++++ Input records

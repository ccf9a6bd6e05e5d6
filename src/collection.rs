//! Collection - ordered result set of instances with its own event capability.

use std::fmt;
use std::ops::{Deref, Index};

use serde::{Serialize, Serializer};

use crate::events::{Events, ListenerId};
use crate::instance::Instance;

/// Ordered instances returned by multi-record operations.
///
/// Order is creation/result order. Indexing and iteration go straight to the
/// underlying sequence; serialization renders the sequence, not the wrapper.
pub struct Collection {
    model: String,
    items: Vec<Instance>,
    events: Events,
}

impl Collection {
    pub fn new(model: impl Into<String>, items: Vec<Instance>) -> Self {
        Collection {
            model: model.into(),
            items,
            events: Events::new(),
        }
    }

    pub fn empty(model: impl Into<String>) -> Self {
        Self::new(model, Vec::new())
    }

    pub fn model_name(&self) -> &str {
        &self.model
    }

    pub fn len(&self) -> usize {
        self.items.len()
    }

    pub fn is_empty(&self) -> bool {
        self.items.is_empty()
    }

    /// Truncate the underlying sequence to `len` elements. `0` clears it.
    ///
    /// A length at or beyond the current one leaves the collection unchanged.
    pub fn set_len(&mut self, len: usize) {
        self.items.truncate(len);
    }

    pub fn clear(&mut self) {
        self.items.clear();
    }

    pub fn get(&self, index: usize) -> Option<&Instance> {
        self.items.get(index)
    }

    pub fn iter(&self) -> std::slice::Iter<'_, Instance> {
        self.items.iter()
    }

    pub fn as_slice(&self) -> &[Instance] {
        &self.items
    }

    pub fn into_vec(self) -> Vec<Instance> {
        self.items
    }

    /// The sequence as compact JSON.
    pub fn to_json(&self) -> String {
        serde_json::to_string(&self.items).unwrap_or_else(|_| String::from("[]"))
    }

    pub fn subscribe<F>(&self, event: &str, listener: F) -> ListenerId
    where
        F: Fn(String) + Send + Sync + 'static,
    {
        self.events.subscribe(event, listener)
    }

    pub fn publish(&self, event: &str, payload: impl Into<String>) {
        self.events.publish(event, payload);
    }

    pub fn unsubscribe(&self, id: &ListenerId) -> bool {
        self.events.unsubscribe(id)
    }

    pub fn unsubscribe_all(&self, event: &str) -> usize {
        self.events.unsubscribe_all(event)
    }
}

impl Deref for Collection {
    type Target = [Instance];

    fn deref(&self) -> &[Instance] {
        &self.items
    }
}

impl Index<usize> for Collection {
    type Output = Instance;

    fn index(&self, index: usize) -> &Instance {
        &self.items[index]
    }
}

impl IntoIterator for Collection {
    type Item = Instance;
    type IntoIter = std::vec::IntoIter<Instance>;

    fn into_iter(self) -> Self::IntoIter {
        self.items.into_iter()
    }
}

impl<'a> IntoIterator for &'a Collection {
    type Item = &'a Instance;
    type IntoIter = std::slice::Iter<'a, Instance>;

    fn into_iter(self) -> Self::IntoIter {
        self.items.iter()
    }
}

impl Serialize for Collection {
    fn serialize<S: Serializer>(&self, serializer: S) -> Result<S::Ok, S::Error> {
        self.items.serialize(serializer)
    }
}

impl fmt::Debug for Collection {
    fn fmt(&self, f: &mut fmt::Formatter<'_>) -> fmt::Result {
        f.debug_list().entries(self.items.iter()).finish()
    }
}

impl fmt::Display for Collection {
    fn fmt(&self, f: &mut fmt::Formatter<'_>) -> fmt::Result {
        f.write_str(&self.to_json())
    }
}
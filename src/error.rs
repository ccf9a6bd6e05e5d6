use thiserror::Error;

/// Error type for model construction and model operations.
///
/// Definition and validation errors are returned synchronously when a Model
/// is built. Everything else is delivered through an operation's callback.
#[derive(Debug, Clone, PartialEq, Eq, Error)]
pub enum ModelError {
    /// The model definition is missing something it needs (connector, fields).
    #[error("model definition error: {0}")]
    Definition(String),
    /// A field in the schema is not allowed.
    #[error("validation failed for field {field}: {message}")]
    Validation { field: String, message: String },
    /// Save or delete attempted on an instance that was already deleted.
    #[error("instance of {model} has already been deleted")]
    AlreadyDeleted { model: String },
    /// Error reported by a connector. Forwarded to callers unchanged.
    #[error("connector error: {0}")]
    Connector(String),
    /// A model definition could not be decoded.
    #[error("invalid model configuration: {0}")]
    Config(String),
    /// A batch create stopped at `index`; `source` is the error that stopped it.
    #[error("batch create failed at index {index}: {source}")]
    Batch {
        index: usize,
        #[source]
        source: Box<ModelError>,
    },
}

impl ModelError {
    pub(crate) fn batch(index: usize, source: ModelError) -> Self {
        ModelError::Batch {
            index,
            source: Box::new(source),
        }
    }

    /// Index of the failing payload, for batch failures.
    pub fn index(&self) -> Option<usize> {
        match self {
            ModelError::Batch { index, .. } => Some(*index),
            _ => None,
        }
    }

    /// The error with any batch annotation removed.
    pub fn root(&self) -> &ModelError {
        match self {
            ModelError::Batch { source, .. } => source.root(),
            other => other,
        }
    }

    /// True for lifecycle errors (operations on deleted instances).
    pub fn is_lifecycle(&self) -> bool {
        matches!(self.root(), ModelError::AlreadyDeleted { .. })
    }
}

impl From<serde_json::Error> for ModelError {
    fn from(err: serde_json::Error) -> Self {
        ModelError::Config(err.to_string())
    }
}
//! Dense question/document embeddings.
//!
//! `TransformerEmbedder` runs an XLM-RoBERTa-family model from local files
//! via candle. `HashEmbedder` is a deterministic bag-of-words stand-in used
//! by tests and by `APP_USE_FAKE_EMBEDDINGS=1` environments without model
//! weights. Both produce unit-norm vectors, so cosine similarity reduces to
//! a dot product over comparable scales.

pub mod device;
pub mod model;
pub mod pool;
pub mod tokenize;

use anyhow::Result;
use std::path::Path;

use sdgchat_core::types::EmbeddingTable;

pub use model::TransformerEmbedder;

pub trait Embedder: Send + Sync {
    /// Stable identifier recorded in the cache manifest; a change in
    /// embedder invalidates nothing by itself, but lets a mismatch be seen.
    fn id(&self) -> String;
    fn dim(&self) -> usize;
    fn embed(&self, text: &str) -> Result<Vec<f32>>;
    fn embed_batch(&self, texts: &[String]) -> Result<Vec<Vec<f32>>> {
        texts.iter().map(|t| self.embed(t)).collect()
    }
}

/// Deterministic hashing embedder for tests and model-less machines.
pub struct HashEmbedder {
    dim: usize,
}

impl HashEmbedder {
    pub fn new(dim: usize) -> Self {
        Self { dim: dim.max(8) }
    }
}

impl Embedder for HashEmbedder {
    fn id(&self) -> String {
        format!("hash-{}", self.dim)
    }

    fn dim(&self) -> usize {
        self.dim
    }

    fn embed(&self, text: &str) -> Result<Vec<f32>> {
        use std::hash::{Hash, Hasher};
        use twox_hash::XxHash64;

        let mut v = vec![0f32; self.dim];
        for token in text.to_lowercase().split(|c: char| !c.is_alphanumeric()) {
            if token.is_empty() {
                continue;
            }
            let mut hasher = XxHash64::with_seed(0);
            token.hash(&mut hasher);
            let h = hasher.finish();
            let idx = (h as usize) % self.dim;
            v[idx] += (((h >> 32) as u32) as f32) / (u32::MAX as f32) + 0.1;
        }
        let norm = v.iter().map(|x| x * x).sum::<f32>().sqrt().max(1e-6);
        for x in &mut v {
            *x /= norm;
        }
        Ok(v)
    }
}

/// Model selection: the hash embedder when `APP_USE_FAKE_EMBEDDINGS` is
/// set, otherwise the transformer loaded from `model_dir`.
pub fn default_embedder(model_dir: &Path) -> Result<Box<dyn Embedder>> {
    let use_fake = std::env::var("APP_USE_FAKE_EMBEDDINGS")
        .ok()
        .map(|v| v == "1" || v.eq_ignore_ascii_case("true"))
        .unwrap_or(false);
    if use_fake {
        tracing::info!("using hash embedder (APP_USE_FAKE_EMBEDDINGS)");
        return Ok(Box::new(HashEmbedder::new(256)));
    }
    Ok(Box::new(TransformerEmbedder::load(model_dir)?))
}

pub fn cosine_similarity(a: &[f32], b: &[f32]) -> f32 {
    if a.len() != b.len() || a.is_empty() {
        return 0.0;
    }
    let dot: f32 = a.iter().zip(b).map(|(x, y)| x * y).sum();
    let na: f32 = a.iter().map(|x| x * x).sum::<f32>().sqrt();
    let nb: f32 = b.iter().map(|x| x * x).sum::<f32>().sqrt();
    if na == 0.0 || nb == 0.0 {
        return 0.0;
    }
    dot / (na * nb)
}

/// Index of the most similar table row. The arg-max is accepted even when
/// similarity is low; this stage is the documented last resort.
pub fn best_match(table: &EmbeddingTable, query: &[f32]) -> Option<usize> {
    table
        .vectors
        .iter()
        .enumerate()
        .map(|(i, v)| (i, cosine_similarity(query, v)))
        .max_by(|a, b| a.1.partial_cmp(&b.1).unwrap_or(std::cmp::Ordering::Equal))
        .map(|(i, _)| i)
}
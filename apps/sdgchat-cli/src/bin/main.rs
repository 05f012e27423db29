use std::env;

use sdgchat_core::config::Config;
use sdgchat_core::types::Language;
use sdgchat_pipeline::ChatService;

fn parse_args() -> (String, Vec<String>) {
    let mut args: Vec<String> = env::args().collect();
    let prog = args.remove(0);
    if args.is_empty() {
        eprintln!("Usage: {} <ask|cache-info|cache-clear> [args...]", prog);
        std::process::exit(1);
    }
    let cmd = args.remove(0);
    (cmd, args)
}

#[tokio::main]
async fn main() -> anyhow::Result<()> {
    tracing_subscriber::fmt()
        .with_env_filter(tracing_subscriber::EnvFilter::from_default_env())
        .init();

    let config = Config::load().map_err(|e| {
        eprintln!("Error loading config: {}", e);
        e
    })?;
    let (cmd, args) = parse_args();
    match cmd.as_str() {
        "ask" => {
            let question = args.first().cloned().unwrap_or_else(|| {
                eprintln!("Usage: sdgchat ask \"<question>\" [en|fr]");
                std::process::exit(1)
            });
            let lang = args
                .get(1)
                .and_then(|s| Language::parse(s))
                .unwrap_or(Language::English);
            let service = ChatService::initialize(&config)?;
            let answer = service.answer(&question, lang).await;
            println!("{}", answer);
        }
        "cache-info" => {
            let service = ChatService::initialize(&config)?;
            let info = service.cache_info()?;
            if info.files.is_empty() {
                println!("Cache is empty.");
            } else {
                for file in &info.files {
                    println!("{:>10} B  {}", file.size_bytes, file.name);
                }
                println!("{} files, {} bytes total", info.file_count(), info.total_size_bytes);
            }
        }
        "cache-clear" => {
            let service = ChatService::initialize(&config)?;
            service.clear_cache()?;
            println!("✅ Cache cleared. Next startup will be slower.");
        }
        _ => {
            eprintln!("Unknown command: {}", cmd);
            std::process::exit(1);
        }
    }
    Ok(())
}
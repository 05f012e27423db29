//! Flattening of knowledge-base entries into searchable documents.

use sdgchat_core::types::{Dataset, DocRef, FaqEntry, LexicalDocument, TopicEntry};

/// One document per topic and per FAQ entry, both languages concatenated
/// so a single index serves English and French questions.
pub fn build_documents(dataset: &Dataset) -> Vec<LexicalDocument> {
    let mut docs = Vec::with_capacity(dataset.topics.len() + dataset.faq.len());
    for topic in &dataset.topics {
        docs.push(LexicalDocument {
            doc_ref: DocRef::Topic(topic.id),
            text: topic_text(topic),
        });
    }
    for (i, faq) in dataset.faq.iter().enumerate() {
        docs.push(LexicalDocument {
            doc_ref: DocRef::Faq(i),
            text: faq_text(faq),
        });
    }
    docs
}

fn topic_text(topic: &TopicEntry) -> String {
    let mut text = format!("SDG {}: {}. {}.", topic.id, topic.title.flatten(), topic.description.flatten());
    if let Some(stats) = &topic.statistics {
        text.push_str(&format!(" Statistics: {}.", stats.flatten()));
    }
    if !topic.keywords.is_empty() {
        text.push_str(&format!(" Keywords: {}.", topic.keywords.flatten().join(", ")));
    }
    if !topic.targets.is_empty() {
        let targets: Vec<String> = topic
            .targets
            .iter()
            .map(|t| format!("{}: {}", t.code, t.description.flatten()))
            .collect();
        text.push_str(&format!(" Targets: {}.", targets.join("; ")));
    }
    if !topic.actions.is_empty() {
        text.push_str(&format!(" Actions: {}.", topic.actions.flatten().join("; ")));
    }
    text
}

fn faq_text(faq: &FaqEntry) -> String {
    let mut text = format!("{} {}", faq.question.flatten(), faq.answer.flatten());
    if !faq.keywords.is_empty() {
        text.push_str(&format!(" Keywords: {}", faq.keywords.flatten().join(", ")));
    }
    text
}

++++++++

■ **What is required**: For each line of the material that contains the word "docs", make a copy.

■ **Completed task**:
    let mut docs = Vec::with_capacity(dataset.topics.len() + dataset.faq.len());
        docs.push(LexicalDocument {
        docs.push(LexicalDocument {
    docs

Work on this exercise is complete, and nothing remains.